**Recorded information:**
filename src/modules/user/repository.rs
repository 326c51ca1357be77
use std::collections::BTreeSet;

use crate::{
    api::error,
    modules::user::{model::InsertUser, schema::UserEntity},
};

#[async_trait::async_trait]
pub trait UserRepository {
    async fn find_by_id(&self, id: u64) -> Result<Option<UserEntity>, error::SystemError>;
    async fn find_all(&self) -> Result<Vec<UserEntity>, error::SystemError>;
    async fn find_by_ids(&self, ids: &BTreeSet<u64>) -> Result<Vec<UserEntity>, error::SystemError>;
    async fn create(&self, user: &InsertUser) -> Result<UserEntity, error::SystemError>;
    /// Replaces every editable field of an existing user. Friends are kept.
    async fn update(&self, user: &UserEntity) -> Result<UserEntity, error::SystemError>;
    /// Removes the user and drops it from the friend set of everyone else.
    async fn delete(&self, id: u64) -> Result<(), error::SystemError>;
}
use actix_web::web::ServiceConfig;

pub mod film {
    pub mod handle;
    pub mod model;
    pub mod repository;
    pub mod repository_memory;
    pub mod route;
    pub mod schema;
    pub mod service;
}

pub mod friend {
    pub mod handle;
    pub mod repository;
    pub mod route;
    pub mod service;
}

pub mod user {
    pub mod handle;
    pub mod model;
    pub mod repository;
    pub mod repository_memory;
    pub mod route;
    pub mod schema;
    pub mod service;
}

pub fn configure(cfg: &mut ServiceConfig) {
    cfg.configure(film::route::configure)
        .configure(friend::route::configure)
        .configure(user::route::configure);
}
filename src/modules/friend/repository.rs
use crate::{api::error, modules::user::schema::UserEntity};

/// Friendship is stored as mirrored sets on both users. Implementations must
/// update both sides atomically.
#[async_trait::async_trait]
pub trait FriendRepository {
    async fn find_friends(&self, user_id: u64) -> Result<Vec<UserEntity>, error::SystemError>;

    async fn find_common_friends(
        &self,
        user_id_a: u64,
        user_id_b: u64,
    ) -> Result<Vec<UserEntity>, error::SystemError>;

    async fn create_friendship(
        &self,
        user_id_a: u64,
        user_id_b: u64,
    ) -> Result<(), error::SystemError>;

    async fn delete_friendship(
        &self,
        user_id_a: u64,
        user_id_b: u64,
    ) -> Result<(), error::SystemError>;
}
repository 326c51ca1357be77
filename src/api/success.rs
use actix_web::{http::StatusCode, HttpResponse};
use std::borrow::Cow;

#[derive(serde::Serialize)]
pub struct SuccessData<T: serde::Serialize> {
    pub data: Option<T>,
    pub message: Option<Cow<'static, str>>,
}

pub struct Success<T: serde::Serialize> {
    pub status: StatusCode,
    pub body: Option<SuccessData<T>>,
}

impl<T: serde::Serialize> Success<T> {
    pub fn ok(data: Option<T>) -> Self {
        Self { status: StatusCode::OK, body: Some(SuccessData { data, message: None }) }
    }

    pub fn message<M>(mut self, msg: M) -> Self
    where
        M: Into<Cow<'static, str>>,
    {
        if let Some(body) = &mut self.body {
            body.message = Some(msg.into());
        }
        self
    }

    pub fn created(data: Option<T>) -> Self {
        Self { status: StatusCode::CREATED, body: Some(SuccessData { data, message: None }) }
    }

    pub fn no_content() -> Self {
        Self { status: StatusCode::NO_CONTENT, body: None }
    }
}

impl<T: serde::Serialize> actix_web::Responder for Success<T> {
    type Body = actix_web::body::BoxBody;

    fn respond_to(self, _req: &actix_web::HttpRequest) -> HttpResponse<Self::Body> {
        let mut response = HttpResponse::build(self.status);

        match self.body {
            Some(body) => response.json(body),
            None => response.finish(),
        }
    }
}
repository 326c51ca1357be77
use std::{
    collections::{BTreeMap, BTreeSet},
    sync::Arc,
};
use tokio::sync::RwLock;

use crate::{
    api::error,
    modules::{
        friend::repository::FriendRepository,
        user::{model::InsertUser, repository::UserRepository, schema::UserEntity},
    },
};

struct UserTable {
    next_id: u64,
    rows: BTreeMap<u64, UserEntity>,
}

impl UserTable {
    fn collect(&self, ids: &BTreeSet<u64>) -> Vec<UserEntity> {
        ids.iter().filter_map(|id| self.rows.get(id)).cloned().collect()
    }

    fn friends_of(&self, id: u64) -> Result<&BTreeSet<u64>, error::SystemError> {
        self.rows.get(&id).map(|user| &user.friends).ok_or_else(|| user_not_found(id))
    }

    fn friends_of_mut(&mut self, id: u64) -> Result<&mut BTreeSet<u64>, error::SystemError> {
        self.rows.get_mut(&id).map(|user| &mut user.friends).ok_or_else(|| user_not_found(id))
    }

    fn ensure_exists(&self, id: u64) -> Result<(), error::SystemError> {
        self.friends_of(id).map(|_| ())
    }
}

#[derive(Clone)]
pub struct UserRepositoryMemory {
    table: Arc<RwLock<UserTable>>,
}

impl UserRepositoryMemory {
    pub fn new() -> Self {
        Self { table: Arc::new(RwLock::new(UserTable { next_id: 1, rows: BTreeMap::new() })) }
    }
}

impl Default for UserRepositoryMemory {
    fn default() -> Self {
        Self::new()
    }
}

fn user_not_found(id: u64) -> error::SystemError {
    error::SystemError::not_found(format!("User with id {id} not found"))
}

#[async_trait::async_trait]
impl UserRepository for UserRepositoryMemory {
    async fn find_by_id(&self, id: u64) -> Result<Option<UserEntity>, error::SystemError> {
        let table = self.table.read().await;
        Ok(table.rows.get(&id).cloned())
    }

    async fn find_all(&self) -> Result<Vec<UserEntity>, error::SystemError> {
        let table = self.table.read().await;
        Ok(table.rows.values().cloned().collect())
    }

    async fn find_by_ids(&self, ids: &BTreeSet<u64>) -> Result<Vec<UserEntity>, error::SystemError> {
        let table = self.table.read().await;
        Ok(table.collect(ids))
    }

    async fn create(&self, user: &InsertUser) -> Result<UserEntity, error::SystemError> {
        let mut table = self.table.write().await;
        let id = table.next_id;
        table.next_id += 1;

        let entity = UserEntity {
            id,
            email: user.email.clone(),
            login: user.login.clone(),
            name: user.name.clone(),
            birthday: user.birthday,
            friends: BTreeSet::new(),
        };
        table.rows.insert(id, entity.clone());
        Ok(entity)
    }

    async fn update(&self, user: &UserEntity) -> Result<UserEntity, error::SystemError> {
        let mut table = self.table.write().await;
        let stored = table.rows.get_mut(&user.id).ok_or_else(|| user_not_found(user.id))?;

        stored.email = user.email.clone();
        stored.login = user.login.clone();
        stored.name = user.name.clone();
        stored.birthday = user.birthday;
        Ok(stored.clone())
    }

    async fn delete(&self, id: u64) -> Result<(), error::SystemError> {
        let mut table = self.table.write().await;
        let removed = table.rows.remove(&id).ok_or_else(|| user_not_found(id))?;
        for friend_id in &removed.friends {
            if let Some(friend) = table.rows.get_mut(friend_id) {
                friend.friends.remove(&id);
            }
        }
        Ok(())
    }
}

#[async_trait::async_trait]
impl FriendRepository for UserRepositoryMemory {
    async fn find_friends(&self, user_id: u64) -> Result<Vec<UserEntity>, error::SystemError> {
        let table = self.table.read().await;
        let friends = table.friends_of(user_id)?;
        Ok(table.collect(friends))
    }

    async fn find_common_friends(
        &self,
        user_id_a: u64,
        user_id_b: u64,
    ) -> Result<Vec<UserEntity>, error::SystemError> {
        let table = self.table.read().await;
        let friends_a = table.friends_of(user_id_a)?;
        let friends_b = table.friends_of(user_id_b)?;

        let common: BTreeSet<u64> = friends_a.intersection(friends_b).copied().collect();
        Ok(table.collect(&common))
    }

    async fn create_friendship(
        &self,
        user_id_a: u64,
        user_id_b: u64,
    ) -> Result<(), error::SystemError> {
        let mut table = self.table.write().await;
        // b is checked first so a failure never leaves a one-sided edge
        table.ensure_exists(user_id_b)?;
        table.friends_of_mut(user_id_a)?.insert(user_id_b);
        table.friends_of_mut(user_id_b)?.insert(user_id_a);
        Ok(())
    }

    async fn delete_friendship(
        &self,
        user_id_a: u64,
        user_id_b: u64,
    ) -> Result<(), error::SystemError> {
        let mut table = self.table.write().await;
        table.ensure_exists(user_id_b)?;
        table.friends_of_mut(user_id_a)?.remove(&user_id_b);
        table.friends_of_mut(user_id_b)?.remove(&user_id_a);
        Ok(())
    }
}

**Task statement:** Where does "UserTable" appear in the records above? Copy every line that has it.

**Answer:**
struct UserTable {
impl UserTable {
    table: Arc<RwLock<UserTable>>,
        Self { table: Arc::new(RwLock::new(UserTable { next_id: 1, rows: BTreeMap::new() })) }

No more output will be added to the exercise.